I recently had a conversation with a seminary friend of mine about what we would do if we ever "made it big." We both ruled out starting megachurches (we like our churches just fine, thank you very much), but we also both agreed we could easily start a seminary. Christian education is a shared passion of ours -- and it should be for you, too. I'm not saying we should all attend seminary (or open your own); I'm saying each of us is called to be a disciple and to make more disciples, and part of that discipleship is education, commonly called catechesis.

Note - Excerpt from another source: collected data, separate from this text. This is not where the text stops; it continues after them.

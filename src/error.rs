use axum::{http::StatusCode, response::IntoResponse};
use thiserror::Error;

/// Provider messages that mean "ask for fewer blocks", not "the call failed".
const SPAN_TOO_WIDE_KEYWORDS: &[&str] = &[
    "block range is too large",
    "too many results",
    "query timeout",
    "response size exceeded",
    "limit exceeded",
    "more than",
];

#[derive(Debug, Error)]
pub enum AppError {
    #[error("WebSocket error: {0}")]
    WebSocket(#[from] tokio_tungstenite::tungstenite::Error),

    #[error("HTTP request error: {0}")]
    Http(#[from] reqwest::Error),

    #[error("JSON parse error: {0}")]
    Json(#[from] serde_json::Error),

    #[error("CSV error: {0}")]
    Csv(#[from] csv::Error),

    #[error("Database error: {0}")]
    Database(#[from] sqlx::Error),

    #[error("Database migration error: {0}")]
    Migration(#[from] sqlx::migrate::MigrateError),

    #[error("RPC {method} error: {message}")]
    Rpc { method: String, message: String },

    #[error("RPC call failed after {attempts} attempts on method={method}: {last_error}")]
    RpcExhausted {
        method: String,
        attempts: u32,
        last_error: String,
    },

    #[error("Channel send error: {0}")]
    ChannelSend(String),

    #[error("Configuration error: {0}")]
    Config(String),

    #[error("Bootstrap error: {0}")]
    Bootstrap(String),

    #[error("IO error: {0}")]
    Io(#[from] std::io::Error),
}

pub type Result<T> = std::result::Result<T, AppError>;

impl AppError {
    /// True for the provider-capacity class: the range should be shrunk and retried.
    pub fn is_span_too_wide(&self) -> bool {
        let message = match self {
            AppError::Rpc { message, .. } => message.to_lowercase(),
            AppError::RpcExhausted { last_error, .. } => last_error.to_lowercase(),
            _ => return false,
        };
        SPAN_TOO_WIDE_KEYWORDS.iter().any(|k| message.contains(k))
    }
}

impl IntoResponse for AppError {
    fn into_response(self) -> axum::response::Response {
        (StatusCode::INTERNAL_SERVER_ERROR, self.to_string()).into_response()
    }
}

#[cfg(test)]
mod tests {
    use super::*;

    #[test]
    fn span_too_wide_detected_on_rpc_errors_only() {
        let e = AppError::Rpc {
            method: "eth_getLogs".into(),
            message: "{\"code\":-32005,\"message\":\"Block range is too large\"}".into(),
        };
        assert!(e.is_span_too_wide());

        let e = AppError::RpcExhausted {
            method: "eth_getLogs".into(),
            attempts: 4,
            last_error: "query timeout exceeded".into(),
        };
        assert!(e.is_span_too_wide());

        let e = AppError::Rpc {
            method: "eth_getLogs".into(),
            message: "invalid params".into(),
        };
        assert!(!e.is_span_too_wide());

        assert!(!AppError::Config("more than one".into()).is_span_too_wide());
    }
}
pub mod health;
pub mod latency;
pub mod routes;

pub use health::HealthState;
pub use latency::LatencyStats;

Part of the Great Commission, after all, is "teaching them to obey everything I have commanded you" (Matthew 28:20). We're told by Paul the Bible is "useful for teaching, rebuking, correcting, and training in righteousness" (2 Timothy 3:16). The ability to teach is a spiritual gift (1 Corinthians 12:28; Ephesians 4:11). Our children are to be taught the faith (Deuteronomy 11:18-19; Proverbs 22:6; Ephesians 6:4). Adults also must graduate from basic truths and learn the deep things of the Way (Hebrews 5:13-6:2). We are to be a people who are life-long learners, always growing in knowledge about God, always growing closer to Him through the knowing. It is thus our duty to teach and to learn.
How and where can we do this? Sunday School is the biggest way. Everyone should get involved in a Sunday School class, a place you can ask questions, have discussions, and learn with other believers. Bible study is another way, whether that means youth group or an adult class. The same goes for small groups. Finally, worship itself is a great teacher. Our hymns, our prayers, our sermons, our rites and rituals, all tell us the story of Jesus. (That's one reason children should be involved in "adult" worship.)
Get involved in one of our Sunday School classes. Join us on Wednesday evenings for youth group and Bible study. Connect with a small group (once we get them going again). Learn about your faith and teach it to others. God wants us to know Him -- and that's good news!